Chroniques

par françois cavaillès

Le nozze di Figaro | Les noces de Figaro
opéra de Wolfgang Amadeus Mozart

Festival de Saint-Céré / Château de Castelnau-Bretenoux
- 8 août 2017
Nouvelle production des Nozze di Figaro, par Éric Perez
© nelly blaya

La nuit est promenade lyrique à présent, dans l'art et la manière du Festival de Saint-Céré. En programmant cet été deux œuvres incontournables, pleines de joie de vivre et de tendresse, l’aventure, bientôt quarantenaire, comble les appétits d'opéra, tous ceux, amis fidèles ou nouvelles flammes, qui remplissent largement les gradins par cette soirée fraîche au clair ciel étoilé (à part une menace d'orage... et pas davantage).

Avec, en premier lieu, Le nozze di Figaro, nouvelle production (en collaboration avec le Centre Lyrique Clermont-Auvergne et l’Opéra de Massy) au Château de Castelnau-Bretenoux (ah, le coucher de soleil idyllique...), gazouillent quelques oiseaux lors d’une Ouverture comme électrisée. Le courant passe tout de suite ! On a beau dire, encore bravo à l'Orchestre Opéra Éclaté, dirigé ce soir par Joël Suhubiette, qui trouve vite le rythme de croisière pour tracer, au gré des amours, le cours de cette folle journée. Et l'on a beau faire, c'est Mozart... et Beaumarchais, puisque des extraits de sa pièce Le mariage de Figaro remplacent les récitatifs en italien de da Ponte. À partir de l'adorable croisement de deux grands créateurs, la mise en scène signée Éric Perez fait se rencontrer le siècle des Lumières et le nôtre, avec un style simple et efficace dans les décors de Frank Aracil, les costumes de David Belugou, le jeu de scène et la gestuelle.

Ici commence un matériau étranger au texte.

//! Admin handlers for `/admin/seo` (per-page metadata).

use axum::extract::{Path, State};
use axum::http::StatusCode;
use axum::Json;
use serde_json::json;
use vitrine_core::audit::action_types;
use vitrine_core::error::CoreError;
use vitrine_core::types::DbId;
use vitrine_db::models::seo::{CreateSeoMetadata, SeoMetadata, UpdateSeoMetadata};
use vitrine_db::repositories::SeoRepo;

use super::{audit, require_text, require_text_opt};
use crate::error::{AppError, AppResult};
use crate::middleware::rbac::RequireEditor;
use crate::response::DataResponse;
use crate::state::AppState;

/// Page paths are absolute site paths without query or fragment.
pub(crate) fn validate_page_path(path: &str) -> AppResult<()> {
    if !path.starts_with('/') || path.contains(['?', '#', ' ']) {
        return Err(AppError::Core(CoreError::Validation(format!(
            "Invalid page path '{path}': expected an absolute path such as /about"
        ))));
    }
    Ok(())
}

/// GET /api/v1/admin/seo
pub async fn list_seo(
    State(state): State<AppState>,
    RequireEditor(_user): RequireEditor,
) -> AppResult<Json<DataResponse<Vec<SeoMetadata>>>> {
    let entries = SeoRepo::list(&state.pool).await?;
    Ok(Json(DataResponse { data: entries }))
}

/// POST /api/v1/admin/seo
pub async fn create_seo(
    State(state): State<AppState>,
    RequireEditor(user): RequireEditor,
    Json(input): Json<CreateSeoMetadata>,
) -> AppResult<(StatusCode, Json<DataResponse<SeoMetadata>>)> {
    validate_page_path(&input.page_path)?;
    require_text("title", &input.title)?;

    let entry = SeoRepo::create(&state.pool, &input).await?;

    audit::record(
        &state,
        &user,
        action_types::ENTITY_CREATE,
        "seo_metadata",
        Some(entry.id),
        Some(json!({ "page_path": entry.page_path })),
    )
    .await;

    Ok((StatusCode::CREATED, Json(DataResponse { data: entry })))
}

/// GET /api/v1/admin/seo/{id}
pub async fn get_seo(
    State(state): State<AppState>,
    RequireEditor(_user): RequireEditor,
    Path(id): Path<DbId>,
) -> AppResult<Json<DataResponse<SeoMetadata>>> {
    let entry = SeoRepo::find_by_id(&state.pool, id)
        .await?
        .ok_or(AppError::Core(CoreError::NotFound {
            entity: "SeoMetadata",
            id,
        }))?;
    Ok(Json(DataResponse { data: entry }))
}

/// PUT /api/v1/admin/seo/{id}
pub async fn update_seo(
    State(state): State<AppState>,
    RequireEditor(user): RequireEditor,
    Path(id): Path<DbId>,
    Json(input): Json<UpdateSeoMetadata>,
) -> AppResult<Json<DataResponse<SeoMetadata>>> {
    if let Some(path) = &input.page_path {
        validate_page_path(path)?;
    }
    require_text_opt("title", input.title.as_deref())?;

    let entry = SeoRepo::update(&state.pool, id, &input)
        .await?
        .ok_or(AppError::Core(CoreError::NotFound {
            entity: "SeoMetadata",
            id,
        }))?;

    audit::record(
        &state,
        &user,
        action_types::ENTITY_UPDATE,
        "seo_metadata",
        Some(id),
        None,
    )
    .await;

    Ok(Json(DataResponse { data: entry }))
}

/// DELETE /api/v1/admin/seo/{id}
pub async fn delete_seo(
    State(state): State<AppState>,
    RequireEditor(user): RequireEditor,
    Path(id): Path<DbId>,
) -> AppResult<StatusCode> {
    if !SeoRepo::delete(&state.pool, id).await? {
        return Err(AppError::Core(CoreError::NotFound {
            entity: "SeoMetadata",
            id,
        }));
    }

    audit::record(
        &state,
        &user,
        action_types::ENTITY_PURGE,
        "seo_metadata",
        Some(id),
        None,
    )
    .await;

    Ok(StatusCode::NO_CONTENT)
}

Mais le spectacle est surtout emporté par la jouvence du plateau vocal, chanteurs et surtout acteurs, à l'action souvent osée, aux élans audacieux, aux émotions urgentes. Sans prendre le texte au pied de la lettre ni suivre la partition à l'oreille tendue des sérieux mélomanes, il y a sincèrement du charme dans toutes les voix. Attention, notamment, aux soprani capables de se montrer absolument ravissantes le temps d'une seule aria – c'est le cas de Clémence Garcia (Barbarina). Dans la tessiture bénie d'Amadeus, Judith Fa (Susanna) est aussi fine dans la comédie modelée par le dramaturge français que brillante avec les airs du compositeur autrichien, tandis qu’est prometteur le duvet de Charlotte Despaux (Contessa), tout comme le baryton ferme du sculptural Anas Séguin dans le rôle de son mari autoritaire. Le Figaro de Jean-Gabriel Saint-Martin (baryton) et le Cherubino d’Eléonore Pancrazi (mezzo-soprano) brillent par alternance, dans cette belle galaxie de jeunesse.

L'opéra comme école de la vie, apprendre la main dans l'insondable sac à malices mozartien, en tant que public, interprètes, critiques, êtres humains... Mais voilà tout compte fait l'expérience d'amateur, au sens noble du terme, retirée en cet état d'esprit bien particulier de Saint-Céré (loin d'un « art total », dans le sens immodeste de Bayreuth ?...).